(Stored items)
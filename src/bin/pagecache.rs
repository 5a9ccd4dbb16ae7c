//! Pages a line-oriented file through the page cache and prints pages as XML.
#![forbid(unsafe_code)]

use std::error::Error;
use std::fs::File;
use std::io::BufReader;
use std::path::PathBuf;
use std::sync::Arc;
use std::thread;
use std::time::{Duration, Instant};

use clap::Parser;
use pagecache::{
    CacheError, CacheOptions, LineSource, PageRequest, PagingEngine, QueryExecutor, RecordSource,
    Result, SessionCache,
};
use tracing_subscriber::EnvFilter;

#[derive(Parser, Debug)]
#[command(
    name = "pagecache",
    version,
    about = "Serve a record file as randomly accessible pages"
)]
struct Cli {
    #[arg(long, value_name = "TOML", env = "PAGECACHE_CONFIG", help = "Cache configuration file")]
    config: Option<PathBuf>,

    #[arg(long, value_name = "FILE", help = "Input file holding one record per line")]
    input: PathBuf,

    #[arg(
        long = "page",
        value_name = "N",
        help = "Page index to print after the first page (repeatable)"
    )]
    pages: Vec<usize>,

    #[arg(
        long,
        default_value_t = 5_000,
        help = "How long to keep retrying a page that is not available yet (ms)"
    )]
    retry_ms: u64,
}

/// Treats the query text as the path of a line-oriented record file.
struct FileExecutor;

impl QueryExecutor for FileExecutor {
    fn execute_query(&self, query: &str) -> Result<Box<dyn RecordSource>> {
        let file = File::open(query)?;
        Ok(Box::new(LineSource::new(BufReader::new(file))))
    }
}

fn main() {
    let filter = EnvFilter::try_from_default_env().unwrap_or_else(|_| EnvFilter::new("warn"));
    tracing_subscriber::fmt()
        .with_env_filter(filter)
        .with_writer(std::io::stderr)
        .init();

    if let Err(err) = run(Cli::parse()) {
        eprintln!("error: {err}");
        std::process::exit(1);
    }
}

fn run(cli: Cli) -> std::result::Result<(), Box<dyn Error>> {
    let options = match &cli.config {
        Some(path) => CacheOptions::load(path)?,
        None => CacheOptions::default(),
    };
    let cache = Arc::new(SessionCache::open(options)?);
    let engine = PagingEngine::new(Arc::clone(&cache), Arc::new(FileExecutor));

    let query = cli.input.to_string_lossy().into_owned();
    let Some(first) = engine.execute(PageRequest::Query { query })? else {
        eprintln!("no records");
        cache.shutdown();
        return Ok(());
    };
    println!("{}", first.page.to_xml());

    if let Some(key) = first.session_key {
        let patience = Duration::from_millis(cli.retry_ms);
        for index in cli.pages {
            let response = with_retry(patience, || {
                engine.execute(PageRequest::Page {
                    key: key.clone(),
                    index,
                })
            })?;
            if let Some(response) = response {
                println!("{}", response.page.to_xml());
            }
        }
    } else if !cli.pages.is_empty() {
        eprintln!("result fits on a single page; ignoring --page");
    }
    cache.shutdown();
    Ok(())
}

fn with_retry<T>(patience: Duration, mut op: impl FnMut() -> Result<T>) -> Result<T> {
    let deadline = Instant::now() + patience;
    loop {
        match op() {
            Err(err @ CacheError::Unavailable(_)) => {
                if Instant::now() >= deadline {
                    return Err(err);
                }
                thread::sleep(Duration::from_millis(20));
            }
            other => return other,
        }
    }
}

### PROBLEM TO WORK ON
Retype every entry without changing anything.

### WRITTEN REPLY
filename src/bin/pagecache.rs
repository 5a9ccd4dbb16ae7c
//! Pages a line-oriented file through the page cache and prints pages as XML.
#![forbid(unsafe_code)]

use std::error::Error;
use std::fs::File;
use std::io::BufReader;
use std::path::PathBuf;
use std::sync::Arc;
use std::thread;
use std::time::{Duration, Instant};

use clap::Parser;
use pagecache::{
    CacheError, CacheOptions, LineSource, PageRequest, PagingEngine, QueryExecutor, RecordSource,
    Result, SessionCache,
};
use tracing_subscriber::EnvFilter;

#[derive(Parser, Debug)]
#[command(
    name = "pagecache",
    version,
    about = "Serve a record file as randomly accessible pages"
)]
struct Cli {
    #[arg(long, value_name = "TOML", env = "PAGECACHE_CONFIG", help = "Cache configuration file")]
    config: Option<PathBuf>,

    #[arg(long, value_name = "FILE", help = "Input file holding one record per line")]
    input: PathBuf,

    #[arg(
        long = "page",
        value_name = "N",
        help = "Page index to print after the first page (repeatable)"
    )]
    pages: Vec<usize>,

    #[arg(
        long,
        default_value_t = 5_000,
        help = "How long to keep retrying a page that is not available yet (ms)"
    )]
    retry_ms: u64,
}

/// Treats the query text as the path of a line-oriented record file.
struct FileExecutor;

impl QueryExecutor for FileExecutor {
    fn execute_query(&self, query: &str) -> Result<Box<dyn RecordSource>> {
        let file = File::open(query)?;
        Ok(Box::new(LineSource::new(BufReader::new(file))))
    }
}

fn main() {
    let filter = EnvFilter::try_from_default_env().unwrap_or_else(|_| EnvFilter::new("warn"));
    tracing_subscriber::fmt()
        .with_env_filter(filter)
        .with_writer(std::io::stderr)
        .init();

    if let Err(err) = run(Cli::parse()) {
        eprintln!("error: {err}");
        std::process::exit(1);
    }
}

fn run(cli: Cli) -> std::result::Result<(), Box<dyn Error>> {
    let options = match &cli.config {
        Some(path) => CacheOptions::load(path)?,
        None => CacheOptions::default(),
    };
    let cache = Arc::new(SessionCache::open(options)?);
    let engine = PagingEngine::new(Arc::clone(&cache), Arc::new(FileExecutor));

    let query = cli.input.to_string_lossy().into_owned();
    let Some(first) = engine.execute(PageRequest::Query { query })? else {
        eprintln!("no records");
        cache.shutdown();
        return Ok(());
    };
    println!("{}", first.page.to_xml());

    if let Some(key) = first.session_key {
        let patience = Duration::from_millis(cli.retry_ms);
        for index in cli.pages {
            let response = with_retry(patience, || {
                engine.execute(PageRequest::Page {
                    key: key.clone(),
                    index,
                })
            })?;
            if let Some(response) = response {
                println!("{}", response.page.to_xml());
            }
        }
    } else if !cli.pages.is_empty() {
        eprintln!("result fits on a single page; ignoring --page");
    }
    cache.shutdown();
    Ok(())
}

fn with_retry<T>(patience: Duration, mut op: impl FnMut() -> Result<T>) -> Result<T> {
    let deadline = Instant::now() + patience;
    loop {
        match op() {
            Err(err @ CacheError::Unavailable(_)) => {
                if Instant::now() >= deadline {
                    return Err(err);
                }
                thread::sleep(Duration::from_millis(20));
            }
            other => return other,
        }
    }
}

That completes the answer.